The device was in a package sent to the office of the Liberal Islam Network, a grouping of religious intellectuals, in East Jakarta, national police spokesman Boy Rafli Amar told reporters.
"We suspected that it was a bomb. Our officers were trying to tame it when it went off," he said, adding that the police are investigating the motive.
A witness told local television station MetroTV that the package was addressed to the group's former director and liberal Muslim scholar Ulil Abshar Abdalla.
"Our office received a suspicious package containing cables with a strong smell. We called the police," Fia Anwar said.
"As the police were checking the package, it exploded. Four people were injured, including a policeman and our security guards," she added.
"I saw clearly that a policeman's hand was cut off and our security guards had shrapnel wounds," she said.
Religion has been under the spotlight in recent weeks in Indonesia, the world's most populous Muslim country, after some provincial administrations issued a local decree which banned members of the Islamic Ahmadiyah sect from showing signs identifying their mosques and schools.
The provincial regulations came after Islamist fanatics brutally murdered last month three Ahmadiyah adherents.

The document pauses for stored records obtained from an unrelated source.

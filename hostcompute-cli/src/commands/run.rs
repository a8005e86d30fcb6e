// SPDX-License-Identifier: Apache-2.0
// Copyright 2025 Ankit Kumar Pandey

//! `hcsctl run` command - Run the configured process in a fresh container.
//!
//! Creates and starts the container, starts the process, streams its stdout,
//! waits for it to exit (Ctrl+C kills it), then shuts the container down and
//! exits with the process exit code.

use std::io::Write;
use std::sync::Arc;

use thiserror::Error;
use tokio::task;

use hostcompute_core::{ConfigLoader, Hcs, ProcessScript, RunConfig, SimulatedHcs};

#[derive(Debug, Error)]
pub enum RunError {
    #[error("The host compute service is only available on Windows; rerun with --simulate")]
    HostUnavailable,

    #[error("Background task failed: {0}")]
    Task(#[from] task::JoinError),
}

pub async fn execute(config_path: &str, simulate: bool) -> Result<(), Box<dyn std::error::Error>> {
    let config = ConfigLoader::load_file(config_path)?;
    let hcs = connect(simulate, &config)?;

    tracing::info!(
        container_id = %config.container_id,
        command_line = %config.process.command_line,
        simulate,
        "Running process in container"
    );

    println!("Creating container {}...", config.container_id);
    let system = {
        let hcs = Arc::clone(&hcs);
        let id = config.container_id.clone();
        let settings = config.container.clone();
        task::spawn_blocking(move || hostcompute_core::create_container(hcs, id, &settings))
            .await
            .map_err(RunError::from)??
    };
    let system = Arc::new(system);

    {
        let system = Arc::clone(&system);
        task::spawn_blocking(move || system.start())
            .await
            .map_err(RunError::from)??;
    }
    println!("✓ Container started");

    let process = {
        let system = Arc::clone(&system);
        let info = config.process.clone();
        task::spawn_blocking(move || system.create_process(&info))
            .await
            .map_err(RunError::from)??
    };
    let process = Arc::new(process);
    println!("✓ Process {} started", process.id());

    let pump = process.take_stdout().map(|mut reader| {
        task::spawn_blocking(move || {
            let mut out = std::io::stdout();
            std::io::copy(&mut reader, &mut out).and_then(|_| out.flush())
        })
    });

    let exited = tokio::select! {
        result = tokio::time::timeout(config.timeouts.process_exit, process.wait_for_exit_async()) => {
            match result {
                Ok(code) => Some(code?),
                Err(_) => {
                    eprintln!(
                        "✗ Process did not exit within {}ms, killing it",
                        config.timeouts.process_exit.as_millis()
                    );
                    None
                }
            }
        }
        _ = tokio::signal::ctrl_c() => {
            println!();
            println!("Interrupted, killing process...");
            None
        }
    };

    let exit_code = match exited {
        Some(code) => code,
        None => {
            process.kill_async().await?;
            process.exit_code().unwrap_or(-1)
        }
    };

    if let Some(pump) = pump {
        if let Err(e) = pump.await.map_err(RunError::from)? {
            tracing::warn!(error = %e, "Failed to copy process output");
        }
    }
    println!("✓ Process exited with code {}", exit_code);

    print!("Shutting down container... ");
    std::io::stdout().flush()?;
    let stopped = {
        let system = Arc::clone(&system);
        let timeout = config.timeouts.shutdown;
        task::spawn_blocking(move || match system.shutdown(Some(timeout)) {
            Ok(true) => Ok(()),
            Ok(false) => {
                tracing::warn!(container_id = %system.id(), "Shutdown timed out, killing");
                system.kill()
            }
            Err(e) => {
                tracing::warn!(container_id = %system.id(), error = %e, "Shutdown failed, killing");
                system.kill()
            }
        })
        .await
        .map_err(RunError::from)?
    };
    match stopped {
        Ok(()) => println!("✓"),
        Err(e) => println!("✗ ({})", e),
    }

    task::spawn_blocking(move || {
        process.dispose();
        system.dispose();
    })
    .await
    .map_err(RunError::from)?;

    if exit_code != 0 {
        std::process::exit(exit_code);
    }
    Ok(())
}

fn connect(simulate: bool, config: &RunConfig) -> Result<Arc<dyn Hcs>, RunError> {
    if simulate {
        let sim = SimulatedHcs::new();
        let command_line = &config.process.command_line;
        sim.script(
            command_line.clone(),
            ProcessScript::exits_with(0).with_stdout(format!("[simulated] {}\n", command_line)),
        );
        return Ok(Arc::new(sim));
    }
    native()
}

#[cfg(windows)]
fn native() -> Result<Arc<dyn Hcs>, RunError> {
    Ok(Arc::new(hostcompute_core::NativeHcs::new()))
}

#[cfg(not(windows))]
fn native() -> Result<Arc<dyn Hcs>, RunError> {
    Err(RunError::HostUnavailable)
}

Two days later another mob of enraged Muslims rampaged through the streets and set fire to churches.
"Recent violence against minority communities and new local regulations restricting religious freedom are damaging Indonesia’s international reputation as a democracy with a tradition of tolerance," a U.S. embassy statement said earlier this month.
"As a friend of Indonesia, and as a partner in the G20 and other international organizations, we support the overwhelming majority of Indonesians who abhor religious violence and support tolerance," it said.
"Laws should protect citizens from violence rather than restrict their rights."
Human rights activists say President Susilo Bambang Yudhoyono has repeatedly failed to tackle sources of intolerance in the country of 240 million people, 80 percent of whom are Muslims.
Indonesia's constitution guarantees freedom of religion but rights groups say violence against minorities including Christians and Ahmadis has been escalating since 2008.